▸ **Exercise requirements**
The records follow. Filter them to the lines that hold "filename".

▸ **Input records**
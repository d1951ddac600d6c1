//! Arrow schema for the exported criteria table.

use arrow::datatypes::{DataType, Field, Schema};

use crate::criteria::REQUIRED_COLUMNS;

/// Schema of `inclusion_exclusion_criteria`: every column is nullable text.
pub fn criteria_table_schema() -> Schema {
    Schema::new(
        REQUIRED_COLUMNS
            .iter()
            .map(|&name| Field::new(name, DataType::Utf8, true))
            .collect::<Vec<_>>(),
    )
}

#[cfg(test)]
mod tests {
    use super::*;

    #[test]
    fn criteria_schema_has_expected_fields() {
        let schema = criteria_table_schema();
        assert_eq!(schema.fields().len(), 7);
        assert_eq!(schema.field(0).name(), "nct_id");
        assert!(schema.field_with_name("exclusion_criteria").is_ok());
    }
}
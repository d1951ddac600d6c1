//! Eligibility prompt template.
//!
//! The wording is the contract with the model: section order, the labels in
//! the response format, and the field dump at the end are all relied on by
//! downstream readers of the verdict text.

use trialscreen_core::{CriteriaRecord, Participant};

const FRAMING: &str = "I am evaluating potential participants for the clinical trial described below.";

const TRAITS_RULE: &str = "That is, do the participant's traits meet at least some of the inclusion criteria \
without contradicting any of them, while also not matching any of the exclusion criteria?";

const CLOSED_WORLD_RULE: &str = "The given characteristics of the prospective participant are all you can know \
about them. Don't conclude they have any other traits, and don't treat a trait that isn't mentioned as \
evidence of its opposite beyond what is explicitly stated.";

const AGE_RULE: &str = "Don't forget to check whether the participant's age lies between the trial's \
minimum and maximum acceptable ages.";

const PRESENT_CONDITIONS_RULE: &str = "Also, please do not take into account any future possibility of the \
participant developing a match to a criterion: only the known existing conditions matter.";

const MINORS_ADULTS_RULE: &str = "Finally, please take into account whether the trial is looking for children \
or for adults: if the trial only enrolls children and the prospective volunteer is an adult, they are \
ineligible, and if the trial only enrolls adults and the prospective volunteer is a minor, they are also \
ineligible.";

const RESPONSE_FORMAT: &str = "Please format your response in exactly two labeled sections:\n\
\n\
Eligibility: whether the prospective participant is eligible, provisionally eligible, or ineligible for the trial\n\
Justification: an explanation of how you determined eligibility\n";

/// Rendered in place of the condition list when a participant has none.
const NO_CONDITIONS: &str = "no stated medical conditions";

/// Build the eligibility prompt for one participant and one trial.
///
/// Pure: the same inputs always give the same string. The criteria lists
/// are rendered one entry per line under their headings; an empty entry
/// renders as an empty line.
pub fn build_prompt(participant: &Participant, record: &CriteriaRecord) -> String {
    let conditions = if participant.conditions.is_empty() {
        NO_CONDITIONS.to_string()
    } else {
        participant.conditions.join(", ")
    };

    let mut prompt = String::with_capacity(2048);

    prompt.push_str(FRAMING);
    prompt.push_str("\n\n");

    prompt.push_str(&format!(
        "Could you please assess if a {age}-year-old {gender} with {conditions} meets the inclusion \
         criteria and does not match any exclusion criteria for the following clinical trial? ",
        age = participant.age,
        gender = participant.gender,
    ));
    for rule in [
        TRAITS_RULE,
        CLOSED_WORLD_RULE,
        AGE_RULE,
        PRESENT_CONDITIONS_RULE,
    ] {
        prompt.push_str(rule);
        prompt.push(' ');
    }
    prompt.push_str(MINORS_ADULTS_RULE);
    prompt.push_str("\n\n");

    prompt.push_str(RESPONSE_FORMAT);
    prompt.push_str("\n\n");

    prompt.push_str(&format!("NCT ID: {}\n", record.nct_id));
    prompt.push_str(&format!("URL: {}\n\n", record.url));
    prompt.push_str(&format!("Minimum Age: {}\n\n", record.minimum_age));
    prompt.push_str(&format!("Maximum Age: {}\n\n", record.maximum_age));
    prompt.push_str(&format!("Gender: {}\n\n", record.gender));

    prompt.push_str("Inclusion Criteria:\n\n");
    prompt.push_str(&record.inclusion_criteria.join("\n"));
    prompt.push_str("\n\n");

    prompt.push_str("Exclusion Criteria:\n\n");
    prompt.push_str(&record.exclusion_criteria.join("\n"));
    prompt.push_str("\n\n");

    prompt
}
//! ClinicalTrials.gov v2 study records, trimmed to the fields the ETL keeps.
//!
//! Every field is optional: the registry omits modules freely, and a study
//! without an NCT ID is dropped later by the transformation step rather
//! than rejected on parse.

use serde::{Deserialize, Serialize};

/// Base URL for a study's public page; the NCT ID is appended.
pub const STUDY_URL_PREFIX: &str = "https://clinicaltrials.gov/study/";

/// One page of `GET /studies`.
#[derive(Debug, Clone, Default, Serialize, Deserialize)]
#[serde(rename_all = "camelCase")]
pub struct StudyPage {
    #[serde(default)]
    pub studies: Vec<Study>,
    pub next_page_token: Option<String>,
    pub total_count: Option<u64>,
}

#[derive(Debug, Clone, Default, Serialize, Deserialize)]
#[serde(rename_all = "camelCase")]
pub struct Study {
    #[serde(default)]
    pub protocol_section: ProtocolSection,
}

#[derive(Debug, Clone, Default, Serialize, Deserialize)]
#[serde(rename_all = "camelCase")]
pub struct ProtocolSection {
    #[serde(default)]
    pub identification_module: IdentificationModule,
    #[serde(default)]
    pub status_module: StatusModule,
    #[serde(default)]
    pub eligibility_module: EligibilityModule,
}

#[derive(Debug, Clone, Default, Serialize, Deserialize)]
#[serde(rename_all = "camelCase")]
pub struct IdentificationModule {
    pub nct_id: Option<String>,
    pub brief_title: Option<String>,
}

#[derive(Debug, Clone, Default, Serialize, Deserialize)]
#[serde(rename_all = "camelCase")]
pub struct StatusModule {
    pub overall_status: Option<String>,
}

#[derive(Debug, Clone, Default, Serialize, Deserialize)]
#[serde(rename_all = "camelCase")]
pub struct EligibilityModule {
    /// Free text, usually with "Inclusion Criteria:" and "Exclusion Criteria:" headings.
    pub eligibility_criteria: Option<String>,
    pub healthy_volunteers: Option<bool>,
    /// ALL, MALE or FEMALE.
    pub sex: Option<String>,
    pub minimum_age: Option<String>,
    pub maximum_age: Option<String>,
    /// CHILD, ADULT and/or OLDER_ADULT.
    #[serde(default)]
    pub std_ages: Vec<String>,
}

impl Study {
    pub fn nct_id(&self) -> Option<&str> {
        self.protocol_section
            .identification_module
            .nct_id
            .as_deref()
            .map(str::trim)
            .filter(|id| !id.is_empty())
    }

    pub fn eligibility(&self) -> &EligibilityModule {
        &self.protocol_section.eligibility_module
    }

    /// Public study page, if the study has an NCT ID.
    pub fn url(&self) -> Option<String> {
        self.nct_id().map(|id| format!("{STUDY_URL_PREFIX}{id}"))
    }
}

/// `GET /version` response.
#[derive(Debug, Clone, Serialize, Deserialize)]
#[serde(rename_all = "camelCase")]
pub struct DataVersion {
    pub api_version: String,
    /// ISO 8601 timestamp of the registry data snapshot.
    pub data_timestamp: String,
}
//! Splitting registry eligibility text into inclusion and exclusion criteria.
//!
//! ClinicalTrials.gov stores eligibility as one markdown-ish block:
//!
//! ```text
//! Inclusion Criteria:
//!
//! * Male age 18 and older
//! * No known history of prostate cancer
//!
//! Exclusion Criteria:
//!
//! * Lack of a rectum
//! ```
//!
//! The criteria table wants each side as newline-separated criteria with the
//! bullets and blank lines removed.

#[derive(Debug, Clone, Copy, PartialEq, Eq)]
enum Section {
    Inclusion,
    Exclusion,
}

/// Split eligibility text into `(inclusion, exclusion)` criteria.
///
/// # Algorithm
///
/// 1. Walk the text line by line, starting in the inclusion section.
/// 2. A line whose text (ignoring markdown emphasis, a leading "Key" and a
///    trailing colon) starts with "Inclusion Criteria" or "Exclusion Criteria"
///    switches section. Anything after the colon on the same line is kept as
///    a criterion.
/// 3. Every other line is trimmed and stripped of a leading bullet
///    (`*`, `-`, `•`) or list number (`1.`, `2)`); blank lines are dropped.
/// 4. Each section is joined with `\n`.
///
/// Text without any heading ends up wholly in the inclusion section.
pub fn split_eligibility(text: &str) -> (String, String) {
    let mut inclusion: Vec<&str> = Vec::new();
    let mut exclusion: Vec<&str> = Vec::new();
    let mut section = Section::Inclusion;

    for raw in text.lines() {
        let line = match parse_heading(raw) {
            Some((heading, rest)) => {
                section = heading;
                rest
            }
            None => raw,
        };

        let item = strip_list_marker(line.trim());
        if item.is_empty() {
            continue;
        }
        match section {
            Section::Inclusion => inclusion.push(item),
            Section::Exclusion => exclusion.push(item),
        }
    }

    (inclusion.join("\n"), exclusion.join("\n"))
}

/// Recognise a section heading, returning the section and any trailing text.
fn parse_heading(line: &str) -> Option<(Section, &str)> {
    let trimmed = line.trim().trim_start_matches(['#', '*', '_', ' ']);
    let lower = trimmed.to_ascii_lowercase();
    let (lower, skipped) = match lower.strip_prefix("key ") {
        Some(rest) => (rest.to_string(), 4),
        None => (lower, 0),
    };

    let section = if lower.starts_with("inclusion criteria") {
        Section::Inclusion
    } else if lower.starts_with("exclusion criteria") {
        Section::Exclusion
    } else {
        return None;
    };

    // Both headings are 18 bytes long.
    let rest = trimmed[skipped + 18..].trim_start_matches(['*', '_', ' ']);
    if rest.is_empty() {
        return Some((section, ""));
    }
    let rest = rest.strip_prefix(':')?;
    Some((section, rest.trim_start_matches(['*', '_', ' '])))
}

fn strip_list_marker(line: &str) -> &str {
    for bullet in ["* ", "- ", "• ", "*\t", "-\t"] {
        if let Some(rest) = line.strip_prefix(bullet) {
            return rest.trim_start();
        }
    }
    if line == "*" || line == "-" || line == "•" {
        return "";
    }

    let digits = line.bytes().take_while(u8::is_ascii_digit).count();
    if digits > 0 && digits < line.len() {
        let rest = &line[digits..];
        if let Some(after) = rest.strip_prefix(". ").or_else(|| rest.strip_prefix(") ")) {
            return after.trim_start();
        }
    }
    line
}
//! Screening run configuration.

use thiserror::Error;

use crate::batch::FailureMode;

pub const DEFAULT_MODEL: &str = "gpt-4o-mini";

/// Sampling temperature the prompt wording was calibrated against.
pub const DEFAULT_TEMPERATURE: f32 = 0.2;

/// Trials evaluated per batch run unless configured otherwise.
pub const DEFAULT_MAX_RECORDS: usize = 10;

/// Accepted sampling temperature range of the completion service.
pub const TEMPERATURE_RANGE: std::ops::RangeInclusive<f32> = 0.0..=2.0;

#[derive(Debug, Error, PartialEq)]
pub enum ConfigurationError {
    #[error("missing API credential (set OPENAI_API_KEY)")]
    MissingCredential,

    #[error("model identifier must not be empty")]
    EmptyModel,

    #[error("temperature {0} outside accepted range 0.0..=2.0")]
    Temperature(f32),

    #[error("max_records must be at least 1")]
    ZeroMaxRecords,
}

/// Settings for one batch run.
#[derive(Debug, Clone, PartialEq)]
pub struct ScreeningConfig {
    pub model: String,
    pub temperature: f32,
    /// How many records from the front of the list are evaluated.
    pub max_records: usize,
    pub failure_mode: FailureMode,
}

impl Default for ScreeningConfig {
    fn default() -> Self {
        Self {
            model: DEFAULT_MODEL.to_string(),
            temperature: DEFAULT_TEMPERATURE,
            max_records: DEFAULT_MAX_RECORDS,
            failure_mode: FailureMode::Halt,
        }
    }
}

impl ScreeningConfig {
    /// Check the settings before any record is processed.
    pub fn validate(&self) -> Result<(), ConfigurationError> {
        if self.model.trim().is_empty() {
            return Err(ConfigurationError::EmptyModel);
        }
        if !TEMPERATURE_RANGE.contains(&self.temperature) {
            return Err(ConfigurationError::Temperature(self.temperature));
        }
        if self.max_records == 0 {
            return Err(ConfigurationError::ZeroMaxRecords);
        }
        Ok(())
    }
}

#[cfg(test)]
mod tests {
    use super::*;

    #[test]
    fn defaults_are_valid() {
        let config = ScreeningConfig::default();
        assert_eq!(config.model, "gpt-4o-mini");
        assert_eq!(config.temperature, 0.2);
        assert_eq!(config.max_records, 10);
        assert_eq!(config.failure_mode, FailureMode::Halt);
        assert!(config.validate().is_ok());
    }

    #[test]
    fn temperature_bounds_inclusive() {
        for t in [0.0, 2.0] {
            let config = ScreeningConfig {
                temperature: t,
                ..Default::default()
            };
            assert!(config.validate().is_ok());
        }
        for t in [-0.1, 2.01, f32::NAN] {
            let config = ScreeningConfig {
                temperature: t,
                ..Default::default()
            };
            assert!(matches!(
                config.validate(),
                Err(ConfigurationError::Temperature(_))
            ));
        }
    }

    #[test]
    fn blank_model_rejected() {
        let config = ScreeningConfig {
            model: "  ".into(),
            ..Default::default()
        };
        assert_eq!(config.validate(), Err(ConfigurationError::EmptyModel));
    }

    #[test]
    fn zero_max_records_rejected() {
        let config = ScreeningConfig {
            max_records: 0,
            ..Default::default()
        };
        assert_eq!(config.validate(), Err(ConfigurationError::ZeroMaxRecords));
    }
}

...

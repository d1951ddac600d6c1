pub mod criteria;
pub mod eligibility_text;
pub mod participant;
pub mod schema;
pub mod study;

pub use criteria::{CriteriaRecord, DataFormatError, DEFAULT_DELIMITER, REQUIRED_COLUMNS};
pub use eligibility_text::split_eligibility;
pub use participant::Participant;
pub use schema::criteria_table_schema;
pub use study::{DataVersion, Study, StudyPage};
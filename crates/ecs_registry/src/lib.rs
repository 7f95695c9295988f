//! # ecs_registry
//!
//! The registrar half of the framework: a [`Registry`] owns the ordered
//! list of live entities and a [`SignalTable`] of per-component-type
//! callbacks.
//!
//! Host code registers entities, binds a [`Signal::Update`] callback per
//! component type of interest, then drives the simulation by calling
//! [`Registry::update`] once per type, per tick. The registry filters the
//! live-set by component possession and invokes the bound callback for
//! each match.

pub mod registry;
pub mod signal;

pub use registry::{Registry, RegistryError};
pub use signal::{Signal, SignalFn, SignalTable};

---

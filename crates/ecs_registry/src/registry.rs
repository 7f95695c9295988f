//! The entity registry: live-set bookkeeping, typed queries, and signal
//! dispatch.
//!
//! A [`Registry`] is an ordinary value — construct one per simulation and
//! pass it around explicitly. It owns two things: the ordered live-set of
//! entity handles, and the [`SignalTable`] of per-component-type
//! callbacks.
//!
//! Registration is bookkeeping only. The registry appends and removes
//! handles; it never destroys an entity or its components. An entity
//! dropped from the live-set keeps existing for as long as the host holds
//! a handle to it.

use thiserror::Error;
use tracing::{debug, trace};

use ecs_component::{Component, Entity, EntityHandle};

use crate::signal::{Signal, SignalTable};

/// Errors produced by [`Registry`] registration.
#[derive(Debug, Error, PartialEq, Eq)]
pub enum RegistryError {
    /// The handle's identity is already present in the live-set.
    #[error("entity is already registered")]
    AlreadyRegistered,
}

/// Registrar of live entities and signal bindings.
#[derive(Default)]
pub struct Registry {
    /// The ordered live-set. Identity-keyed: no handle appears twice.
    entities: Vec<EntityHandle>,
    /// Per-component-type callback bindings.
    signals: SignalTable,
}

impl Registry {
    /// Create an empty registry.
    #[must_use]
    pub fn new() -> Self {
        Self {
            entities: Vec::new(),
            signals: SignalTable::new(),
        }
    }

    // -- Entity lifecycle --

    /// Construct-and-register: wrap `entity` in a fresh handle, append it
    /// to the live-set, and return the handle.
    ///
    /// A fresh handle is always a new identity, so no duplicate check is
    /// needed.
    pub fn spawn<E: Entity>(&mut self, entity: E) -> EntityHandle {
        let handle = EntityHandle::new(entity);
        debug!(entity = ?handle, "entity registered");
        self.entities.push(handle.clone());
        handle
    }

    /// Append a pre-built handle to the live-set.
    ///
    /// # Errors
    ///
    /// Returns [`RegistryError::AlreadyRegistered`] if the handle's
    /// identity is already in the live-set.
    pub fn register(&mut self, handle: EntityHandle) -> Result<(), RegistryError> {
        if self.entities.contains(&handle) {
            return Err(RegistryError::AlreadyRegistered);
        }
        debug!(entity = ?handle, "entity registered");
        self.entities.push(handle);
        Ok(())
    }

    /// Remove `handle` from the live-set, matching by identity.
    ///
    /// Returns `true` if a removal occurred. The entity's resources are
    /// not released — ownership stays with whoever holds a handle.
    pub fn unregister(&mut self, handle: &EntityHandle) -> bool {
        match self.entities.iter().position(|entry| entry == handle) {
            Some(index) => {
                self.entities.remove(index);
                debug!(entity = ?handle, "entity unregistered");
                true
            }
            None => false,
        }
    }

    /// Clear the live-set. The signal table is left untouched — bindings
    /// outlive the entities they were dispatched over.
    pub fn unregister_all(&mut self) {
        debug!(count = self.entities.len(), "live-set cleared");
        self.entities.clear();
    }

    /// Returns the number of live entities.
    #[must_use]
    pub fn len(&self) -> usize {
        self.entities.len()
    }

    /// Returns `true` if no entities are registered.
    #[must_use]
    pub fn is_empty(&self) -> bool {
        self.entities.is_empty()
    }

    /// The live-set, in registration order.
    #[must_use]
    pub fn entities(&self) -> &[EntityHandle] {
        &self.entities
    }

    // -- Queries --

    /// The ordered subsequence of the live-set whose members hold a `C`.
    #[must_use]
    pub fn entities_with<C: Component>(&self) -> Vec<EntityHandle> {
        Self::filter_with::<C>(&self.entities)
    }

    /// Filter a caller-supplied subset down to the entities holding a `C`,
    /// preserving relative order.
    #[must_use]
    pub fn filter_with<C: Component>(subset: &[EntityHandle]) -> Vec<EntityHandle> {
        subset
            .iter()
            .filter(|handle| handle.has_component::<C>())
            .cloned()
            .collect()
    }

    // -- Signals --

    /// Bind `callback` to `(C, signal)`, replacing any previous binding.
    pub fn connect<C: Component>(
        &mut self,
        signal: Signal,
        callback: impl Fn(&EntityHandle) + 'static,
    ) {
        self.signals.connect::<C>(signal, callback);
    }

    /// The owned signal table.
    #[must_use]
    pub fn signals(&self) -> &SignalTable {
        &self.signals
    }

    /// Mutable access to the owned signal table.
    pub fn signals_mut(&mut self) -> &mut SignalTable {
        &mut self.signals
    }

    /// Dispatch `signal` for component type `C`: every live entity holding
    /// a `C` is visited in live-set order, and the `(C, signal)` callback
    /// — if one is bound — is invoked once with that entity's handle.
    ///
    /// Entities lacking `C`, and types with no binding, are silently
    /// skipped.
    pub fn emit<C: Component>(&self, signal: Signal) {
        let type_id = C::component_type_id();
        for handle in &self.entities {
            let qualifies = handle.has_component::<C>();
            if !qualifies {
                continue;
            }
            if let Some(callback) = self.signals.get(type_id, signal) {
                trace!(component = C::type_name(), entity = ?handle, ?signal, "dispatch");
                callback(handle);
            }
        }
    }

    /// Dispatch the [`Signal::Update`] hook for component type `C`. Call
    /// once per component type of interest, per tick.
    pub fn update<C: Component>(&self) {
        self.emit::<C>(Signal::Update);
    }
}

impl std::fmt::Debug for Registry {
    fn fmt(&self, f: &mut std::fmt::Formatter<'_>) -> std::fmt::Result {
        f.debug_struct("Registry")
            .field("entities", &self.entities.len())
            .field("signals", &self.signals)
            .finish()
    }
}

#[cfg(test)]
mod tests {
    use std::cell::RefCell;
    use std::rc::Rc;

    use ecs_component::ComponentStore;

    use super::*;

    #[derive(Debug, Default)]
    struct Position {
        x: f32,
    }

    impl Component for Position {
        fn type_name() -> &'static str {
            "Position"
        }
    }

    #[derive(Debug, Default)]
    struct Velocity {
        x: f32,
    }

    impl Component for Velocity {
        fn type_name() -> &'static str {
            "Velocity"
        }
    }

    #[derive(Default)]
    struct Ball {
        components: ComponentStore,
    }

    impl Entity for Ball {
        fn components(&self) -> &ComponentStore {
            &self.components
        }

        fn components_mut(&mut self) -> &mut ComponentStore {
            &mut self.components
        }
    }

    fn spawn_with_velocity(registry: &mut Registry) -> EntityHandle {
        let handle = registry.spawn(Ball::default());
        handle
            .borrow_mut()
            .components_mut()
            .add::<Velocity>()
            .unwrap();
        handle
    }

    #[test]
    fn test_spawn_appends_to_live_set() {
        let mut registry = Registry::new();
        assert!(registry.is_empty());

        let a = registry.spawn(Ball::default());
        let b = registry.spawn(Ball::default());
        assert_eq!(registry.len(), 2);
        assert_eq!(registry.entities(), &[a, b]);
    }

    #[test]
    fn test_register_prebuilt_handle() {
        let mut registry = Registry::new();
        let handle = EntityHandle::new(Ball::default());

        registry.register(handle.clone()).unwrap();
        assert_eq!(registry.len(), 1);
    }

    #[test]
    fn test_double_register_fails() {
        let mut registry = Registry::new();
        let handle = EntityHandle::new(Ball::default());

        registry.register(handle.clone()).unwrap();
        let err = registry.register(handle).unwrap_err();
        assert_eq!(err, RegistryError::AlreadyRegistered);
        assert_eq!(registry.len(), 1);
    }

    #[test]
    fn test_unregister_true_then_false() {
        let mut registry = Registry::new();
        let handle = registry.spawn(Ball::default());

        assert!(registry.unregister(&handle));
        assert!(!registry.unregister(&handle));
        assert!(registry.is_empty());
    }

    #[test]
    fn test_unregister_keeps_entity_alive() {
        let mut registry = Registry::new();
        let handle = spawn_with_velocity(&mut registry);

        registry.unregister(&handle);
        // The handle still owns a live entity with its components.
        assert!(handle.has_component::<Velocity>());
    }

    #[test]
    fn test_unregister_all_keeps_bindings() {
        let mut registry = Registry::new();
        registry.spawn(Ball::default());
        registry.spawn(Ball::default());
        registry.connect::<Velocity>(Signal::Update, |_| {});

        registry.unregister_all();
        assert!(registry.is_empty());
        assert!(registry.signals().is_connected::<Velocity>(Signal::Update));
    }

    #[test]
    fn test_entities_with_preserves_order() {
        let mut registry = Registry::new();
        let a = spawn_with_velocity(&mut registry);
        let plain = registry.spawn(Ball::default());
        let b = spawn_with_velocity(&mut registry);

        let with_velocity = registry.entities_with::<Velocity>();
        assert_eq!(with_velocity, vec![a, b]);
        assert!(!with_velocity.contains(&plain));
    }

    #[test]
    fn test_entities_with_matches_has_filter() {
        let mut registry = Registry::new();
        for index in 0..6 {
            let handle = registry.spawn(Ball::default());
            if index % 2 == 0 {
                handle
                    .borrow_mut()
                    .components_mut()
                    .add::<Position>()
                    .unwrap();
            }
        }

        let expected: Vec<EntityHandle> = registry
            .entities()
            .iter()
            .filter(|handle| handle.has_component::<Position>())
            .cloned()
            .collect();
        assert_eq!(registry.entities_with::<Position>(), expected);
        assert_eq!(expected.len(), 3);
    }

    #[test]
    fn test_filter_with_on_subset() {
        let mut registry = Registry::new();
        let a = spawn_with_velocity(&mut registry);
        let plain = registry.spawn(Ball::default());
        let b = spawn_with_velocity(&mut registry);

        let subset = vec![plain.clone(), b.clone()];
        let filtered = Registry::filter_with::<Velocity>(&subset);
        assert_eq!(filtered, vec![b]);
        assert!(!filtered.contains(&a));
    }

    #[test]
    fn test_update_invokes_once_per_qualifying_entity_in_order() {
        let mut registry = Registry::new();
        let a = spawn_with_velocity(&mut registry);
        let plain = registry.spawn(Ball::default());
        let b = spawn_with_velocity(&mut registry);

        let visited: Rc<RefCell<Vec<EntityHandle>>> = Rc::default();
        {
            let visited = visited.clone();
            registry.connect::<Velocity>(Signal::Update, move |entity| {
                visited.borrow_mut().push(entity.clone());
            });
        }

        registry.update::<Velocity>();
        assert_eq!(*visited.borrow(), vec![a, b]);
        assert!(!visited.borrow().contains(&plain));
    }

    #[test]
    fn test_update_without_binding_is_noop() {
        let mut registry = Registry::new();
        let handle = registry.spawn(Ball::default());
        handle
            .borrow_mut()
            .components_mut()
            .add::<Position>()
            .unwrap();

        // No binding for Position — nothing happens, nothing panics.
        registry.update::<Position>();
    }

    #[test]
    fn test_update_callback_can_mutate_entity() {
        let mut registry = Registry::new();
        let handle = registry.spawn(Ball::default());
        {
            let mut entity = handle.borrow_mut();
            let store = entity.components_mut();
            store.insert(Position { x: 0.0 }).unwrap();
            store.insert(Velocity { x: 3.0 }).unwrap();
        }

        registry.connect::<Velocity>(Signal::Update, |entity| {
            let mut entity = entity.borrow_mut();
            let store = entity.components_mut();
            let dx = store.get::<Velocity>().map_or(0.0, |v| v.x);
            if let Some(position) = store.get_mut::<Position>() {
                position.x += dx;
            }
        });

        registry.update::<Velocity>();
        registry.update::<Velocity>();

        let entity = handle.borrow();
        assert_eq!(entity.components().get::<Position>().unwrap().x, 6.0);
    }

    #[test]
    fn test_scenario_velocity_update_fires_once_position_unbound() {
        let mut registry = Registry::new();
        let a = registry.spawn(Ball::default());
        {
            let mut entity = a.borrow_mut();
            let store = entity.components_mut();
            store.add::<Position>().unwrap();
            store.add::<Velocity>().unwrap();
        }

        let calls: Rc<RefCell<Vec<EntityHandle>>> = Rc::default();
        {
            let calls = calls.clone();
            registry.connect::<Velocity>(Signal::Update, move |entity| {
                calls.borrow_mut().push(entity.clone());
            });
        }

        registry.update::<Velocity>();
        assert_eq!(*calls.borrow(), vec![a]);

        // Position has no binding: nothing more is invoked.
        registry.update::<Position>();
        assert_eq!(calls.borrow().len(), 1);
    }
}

▸ **Answer space**
filename crates/ecs_registry/src/lib.rs
filename crates/ecs_registry/src/registry.rs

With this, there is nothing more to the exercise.